## TRY IT
The lines below are to be quoted exactly, from the first through the one that contains "supplies the usual".

RECORD EXTRACTS Block Start

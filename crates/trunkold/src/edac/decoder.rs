//! Binary BCH encode and decode
//!
//! The decoder follows the classic pipeline: syndromes, the binary
//! Berlekamp-Massey iteration for the error-locator polynomial, then
//! analytic root finding. A final syndrome check guards against
//! miscorrection: a claimed success is only reported after the
//! repaired word re-evaluates to zero everywhere, so callers never
//! see a "corrected" word that is not a codeword.
//!
//! Everything after construction is allocation-free and bounded by
//! small polynomial work in `t`, so a decoder can sit on the hot path
//! of a symbol processor.

use crate::codeword::Codeword;

use super::galois::GaloisField;
use super::gfpoly::MAX_T;
use super::locator::{error_locator, syndromes};
use super::roots::find_roots;

/// Outcome of a decode attempt
///
/// `Corrected(0)` means the word was already a valid codeword.
#[derive(Clone, Copy, Debug, PartialEq, Eq)]
pub enum CorrectionStatus {
    /// The word is now a valid codeword; the count is the number of
    /// bits that were flipped to get there
    Corrected(usize),
    /// More errors than the code can repair; the word was left
    /// unmodified
    Uncorrected,
}

impl CorrectionStatus {
    /// True if the word ended up a valid codeword
    pub fn is_corrected(&self) -> bool {
        matches!(self, CorrectionStatus::Corrected(_))
    }

    /// Number of repaired bits, if the decode succeeded
    pub fn corrected_bits(&self) -> Option<usize> {
        match self {
            CorrectionStatus::Corrected(count) => Some(*count),
            CorrectionStatus::Uncorrected => None,
        }
    }
}

/// Encoder and decoder for a binary BCH code
///
/// The code is `BCH(n, k, t)` with `n = 2^m - 1`: codewords are `n`
/// bits, the first `k` of which are the message, and up to `t` bit
/// errors can be repaired. All parameters are fixed at construction.
pub struct BchDecoder {
    gf: GaloisField,
    n: usize,
    k: usize,
    t: usize,
    /// generator polynomial over GF(2), bit `i` holding the
    /// coefficient of `X^i`
    generator: [u64; 4],
}

impl BchDecoder {
    /// Build a decoder for `BCH(2^m - 1, k, t)`
    ///
    /// `primitive_poly` defines the field; published codes specify
    /// theirs, and [`default_primitive_poly`] supplies the usual
    /// choice otherwise.
    ///
    /// # Panics
    ///
    /// Panics if `m` is outside `2..=8`, `t` is outside `1..=16`, the
    /// polynomial is not primitive, or `k` does not match the
    /// generator degree implied by `m` and `t`. These are
    /// configuration errors, caught at construction rather than
    /// surfaced per decode.
    ///
    /// [`default_primitive_poly`]: crate::default_primitive_poly
    pub fn new(m: u32, k: usize, t: usize, primitive_poly: u32) -> Self {
        let gf = GaloisField::new(m, primitive_poly);
        let n = gf.n() as usize;
        assert!(
            (1..=MAX_T).contains(&t),
            "correction capacity out of range: {}",
            t
        );
        assert!(2 * t < n, "correction capacity {} too large for n = {}", t, n);

        let (generator, degree) = build_generator(&gf, t);
        assert_eq!(
            degree,
            n - k,
            "k = {} is inconsistent with m = {} and t = {}: the generator has degree {}",
            k,
            m,
            t,
            degree
        );

        BchDecoder {
            gf,
            n,
            k,
            t,
            generator,
        }
    }

    /// Codeword length in bits
    pub fn n(&self) -> usize {
        self.n
    }

    /// Message length in bits
    pub fn k(&self) -> usize {
        self.k
    }

    /// Maximum number of correctable bit errors
    pub fn t(&self) -> usize {
        self.t
    }

    /// Systematically encode `data` into an `n`-bit codeword
    ///
    /// The message occupies bits `0..k` of the result unchanged and
    /// the parity bits follow.
    ///
    /// # Panics
    ///
    /// Panics if `data` is not exactly `k` bits long.
    pub fn encode(&self, data: &Codeword) -> Codeword {
        assert_eq!(data.len(), self.k, "encode expects a k-bit message");

        // message bits as a polynomial, bit i of the word mapping to
        // the coefficient of X^(n-1-i)
        let mut work = [0u64; 4];
        for i in data.set_bits() {
            let pos = self.n - 1 - i;
            work[pos >> 6] |= 1u64 << (pos & 63);
        }

        // long division by the generator leaves the parity bits below
        // the generator degree
        let gdeg = self.n - self.k;
        for j in (gdeg..self.n).rev() {
            if work[j >> 6] >> (j & 63) & 1 != 0 {
                xor_shifted(&mut work, &self.generator, j - gdeg);
            }
        }

        let mut codeword = Codeword::new(self.n);
        for i in 0..self.k {
            codeword.set(i, data.get(i));
        }
        for i in self.k..self.n {
            let pos = self.n - 1 - i;
            codeword.set(i, work[pos >> 6] >> (pos & 63) & 1 != 0);
        }
        codeword
    }

    /// Decode `codeword` in place
    ///
    /// On success the buffer holds a valid codeword and the returned
    /// count says how many bits were flipped. On failure the buffer
    /// is returned exactly as it came in.
    ///
    /// # Panics
    ///
    /// Panics if the buffer is not exactly `n` bits long.
    pub fn decode(&self, codeword: &mut Codeword) -> CorrectionStatus {
        assert_eq!(codeword.len(), self.n, "decode expects an n-bit codeword");

        let syn = syndromes(&self.gf, self.t, codeword);
        if syn.iter().all(|&s| s == 0) {
            return CorrectionStatus::Corrected(0);
        }

        let elp = error_locator(&self.gf, self.t, &syn);
        if elp.degree > self.t {
            return CorrectionStatus::Uncorrected;
        }

        let roots = find_roots(&self.gf, &elp, 1);
        if roots.len() != elp.degree {
            return CorrectionStatus::Uncorrected;
        }
        let mut seen = [false; 256];
        for &r in &roots {
            if seen[r as usize] {
                return CorrectionStatus::Uncorrected;
            }
            seen[r as usize] = true;
        }

        for &r in &roots {
            codeword.flip(self.n - 1 - r as usize);
        }

        // reject any repair that does not land on a codeword and put
        // the buffer back the way it was
        let check = syndromes(&self.gf, self.t, codeword);
        if check.iter().any(|&s| s != 0) {
            for &r in &roots {
                codeword.flip(self.n - 1 - r as usize);
            }
            return CorrectionStatus::Uncorrected;
        }

        CorrectionStatus::Corrected(roots.len())
    }
}

/// Generator polynomial as the product of the minimal polynomials of
/// `α^1, α^3, ..., α^(2t-1)`, one conjugacy coset at a time
fn build_generator(gf: &GaloisField, t: usize) -> ([u64; 4], usize) {
    let n = gf.n() as usize;
    let mut covered = vec![false; n];
    let mut generator: [u64; 4] = [1, 0, 0, 0];
    let mut degree = 0usize;

    for i in (1..=2 * t - 1).step_by(2) {
        if covered[i] {
            continue;
        }

        // minimal polynomial of α^i: the product of (X + α^j) over
        // the conjugacy coset {i, 2i, 4i, ...} mod n
        let mut minpoly = [0u32; 9];
        minpoly[0] = 1;
        let mut mp_deg = 0usize;
        let mut j = i;
        loop {
            covered[j] = true;
            let root = gf.pow(j as u32);
            for idx in (0..=mp_deg + 1).rev() {
                let below = if idx > 0 { minpoly[idx - 1] } else { 0 };
                let here = if idx <= mp_deg { minpoly[idx] } else { 0 };
                minpoly[idx] = below ^ gf.mul(root, here);
            }
            mp_deg += 1;
            j = (j * 2) % n;
            if j == i {
                break;
            }
        }

        // a full coset product always collapses to GF(2) coefficients
        let mut shifted = [0u64; 4];
        for (idx, &coeff) in minpoly.iter().enumerate().take(mp_deg + 1) {
            assert!(coeff <= 1, "conjugacy coset product is not binary");
            if coeff == 1 {
                xor_shifted(&mut shifted, &generator, idx);
            }
        }
        generator = shifted;
        degree += mp_deg;
    }

    (generator, degree)
}

/// `dst ^= src << shift` across the four-word bit vectors
fn xor_shifted(dst: &mut [u64; 4], src: &[u64; 4], shift: usize) {
    let word = shift >> 6;
    let bit = shift & 63;
    for i in 0..4 {
        if i + word < 4 {
            dst[i + word] ^= src[i] << bit;
            if bit != 0 && i + word + 1 < 4 {
                dst[i + word + 1] ^= src[i] >> (64 - bit);
            }
        }
    }
}

#[cfg(test)]
mod tests {
    use super::super::galois::default_primitive_poly;
    use super::*;

    fn p25_decoder() -> BchDecoder {
        BchDecoder::new(6, 16, 11, default_primitive_poly(6))
    }

    /// Distinct positions spread over the word: stride 5 is coprime
    /// to 63, so the first 12 indices never repeat
    fn spread(count: usize) -> Vec<usize> {
        (0..count).map(|j| (5 * j + 2) % 63).collect()
    }

    fn message(bch: &BchDecoder, value: u32) -> Codeword {
        let mut data = Codeword::new(bch.k());
        data.set_field(0, bch.k(), value);
        data
    }

    #[test]
    fn encode_is_systematic_and_valid() {
        let bch = p25_decoder();
        let data = message(&bch, 0x2937);
        let mut codeword = bch.encode(&data);

        assert_eq!(codeword.len(), 63);
        assert_eq!(codeword.field(0, 16), 0x2937);
        assert_eq!(bch.decode(&mut codeword), CorrectionStatus::Corrected(0));
    }

    #[test]
    fn zero_message_encodes_to_zero_word() {
        let bch = p25_decoder();
        let codeword = bch.encode(&message(&bch, 0));
        assert_eq!(codeword.count_ones(), 0);
    }

    #[test]
    fn corrects_up_to_t_errors() {
        let bch = p25_decoder();
        let pristine = bch.encode(&message(&bch, 0x2937));

        for errors in 1..=bch.t() {
            let mut noisy = pristine.clone();
            for &pos in spread(errors).iter() {
                noisy.flip(pos);
            }
            assert_eq!(
                bch.decode(&mut noisy),
                CorrectionStatus::Corrected(errors),
                "failed at {} errors",
                errors
            );
            assert_eq!(noisy, pristine, "wrong repair at {} errors", errors);
        }
    }

    #[test]
    fn corrects_error_in_final_bit() {
        let bch = p25_decoder();
        let pristine = bch.encode(&message(&bch, 0x2937));
        let mut noisy = pristine.clone();
        noisy.flip(62);
        assert_eq!(bch.decode(&mut noisy), CorrectionStatus::Corrected(1));
        assert_eq!(noisy, pristine);
    }

    #[test]
    fn overload_never_fakes_success() {
        let bch = p25_decoder();
        let pristine = bch.encode(&message(&bch, 0x2937));

        for errors in [12usize, 13, 16, 23] {
            let mut noisy = pristine.clone();
            // stride 11 is coprime to 63, so the positions are distinct
            for j in 0..errors {
                noisy.flip((11 * j + 1) % 63);
            }
            let as_received = noisy.clone();

            match bch.decode(&mut noisy) {
                CorrectionStatus::Uncorrected => {
                    // failure must leave the buffer untouched
                    assert_eq!(noisy, as_received);
                }
                CorrectionStatus::Corrected(count) => {
                    // a miscorrection is possible past t, but the
                    // result must still be a real codeword
                    assert!(count <= bch.t());
                    assert_eq!(bch.decode(&mut noisy), CorrectionStatus::Corrected(0));
                }
            }
        }
    }

    #[test]
    fn corrected_codeword_is_fixed_point() {
        let bch = p25_decoder();
        let pristine = bch.encode(&message(&bch, 0x0123));
        let mut noisy = pristine.clone();
        for &pos in spread(3).iter() {
            noisy.flip(pos);
        }
        assert_eq!(bch.decode(&mut noisy), CorrectionStatus::Corrected(3));
        assert_eq!(bch.decode(&mut noisy), CorrectionStatus::Corrected(0));
        assert_eq!(noisy, pristine);
    }

    #[test]
    fn hamming_code_corrects_every_single_error() {
        let bch = BchDecoder::new(3, 4, 1, default_primitive_poly(3));
        let pristine = bch.encode(&message(&bch, 0b1011));

        for pos in 0..7 {
            let mut noisy = pristine.clone();
            noisy.flip(pos);
            assert_eq!(bch.decode(&mut noisy), CorrectionStatus::Corrected(1));
            assert_eq!(noisy, pristine);
        }
    }

    #[test]
    fn small_code_corrects_every_double_error() {
        let bch = BchDecoder::new(4, 7, 2, default_primitive_poly(4));
        let pristine = bch.encode(&message(&bch, 0b1011001));

        for first in 0..15 {
            for second in 0..15 {
                if first == second {
                    continue;
                }
                let mut noisy = pristine.clone();
                noisy.flip(first);
                noisy.flip(second);
                assert_eq!(
                    bch.decode(&mut noisy),
                    CorrectionStatus::Corrected(2),
                    "failed for errors at {} and {}",
                    first,
                    second
                );
                assert_eq!(noisy, pristine);
            }
        }
    }

    #[test]
    fn medium_code_corrects_triple_errors() {
        let bch = BchDecoder::new(5, 16, 3, default_primitive_poly(5));
        let pristine = bch.encode(&message(&bch, 0xBEEF));

        for start in 0..31 {
            let positions = [start, (start + 7) % 31, (start + 19) % 31];
            let mut noisy = pristine.clone();
            for &pos in positions.iter() {
                noisy.flip(pos);
            }
            assert_eq!(
                bch.decode(&mut noisy),
                CorrectionStatus::Corrected(3),
                "failed for errors at {:?}",
                positions
            );
            assert_eq!(noisy, pristine);
        }
    }

    #[test]
    #[should_panic]
    fn inconsistent_message_length_panics() {
        BchDecoder::new(6, 20, 11, default_primitive_poly(6));
    }

    #[test]
    #[should_panic]
    fn decode_rejects_wrong_length() {
        let bch = p25_decoder();
        let mut short = Codeword::new(32);
        bch.decode(&mut short);
    }
}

RECORD EXTRACTS Block End

## SOLUTION FOR THIS EXERCISE
filename crates/trunkold/src/edac/decoder.rs
//! Binary BCH encode and decode
//!
//! The decoder follows the classic pipeline: syndromes, the binary
//! Berlekamp-Massey iteration for the error-locator polynomial, then
//! analytic root finding. A final syndrome check guards against
//! miscorrection: a claimed success is only reported after the
//! repaired word re-evaluates to zero everywhere, so callers never
//! see a "corrected" word that is not a codeword.
//!
//! Everything after construction is allocation-free and bounded by
//! small polynomial work in `t`, so a decoder can sit on the hot path
//! of a symbol processor.

use crate::codeword::Codeword;

use super::galois::GaloisField;
use super::gfpoly::MAX_T;
use super::locator::{error_locator, syndromes};
use super::roots::find_roots;

/// Outcome of a decode attempt
///
/// `Corrected(0)` means the word was already a valid codeword.
#[derive(Clone, Copy, Debug, PartialEq, Eq)]
pub enum CorrectionStatus {
    /// The word is now a valid codeword; the count is the number of
    /// bits that were flipped to get there
    Corrected(usize),
    /// More errors than the code can repair; the word was left
    /// unmodified
    Uncorrected,
}

impl CorrectionStatus {
    /// True if the word ended up a valid codeword
    pub fn is_corrected(&self) -> bool {
        matches!(self, CorrectionStatus::Corrected(_))
    }

    /// Number of repaired bits, if the decode succeeded
    pub fn corrected_bits(&self) -> Option<usize> {
        match self {
            CorrectionStatus::Corrected(count) => Some(*count),
            CorrectionStatus::Uncorrected => None,
        }
    }
}

/// Encoder and decoder for a binary BCH code
///
/// The code is `BCH(n, k, t)` with `n = 2^m - 1`: codewords are `n`
/// bits, the first `k` of which are the message, and up to `t` bit
/// errors can be repaired. All parameters are fixed at construction.
pub struct BchDecoder {
    gf: GaloisField,
    n: usize,
    k: usize,
    t: usize,
    /// generator polynomial over GF(2), bit `i` holding the
    /// coefficient of `X^i`
    generator: [u64; 4],
}

impl BchDecoder {
    /// Build a decoder for `BCH(2^m - 1, k, t)`
    ///
    /// `primitive_poly` defines the field; published codes specify
    /// theirs, and [`default_primitive_poly`] supplies the usual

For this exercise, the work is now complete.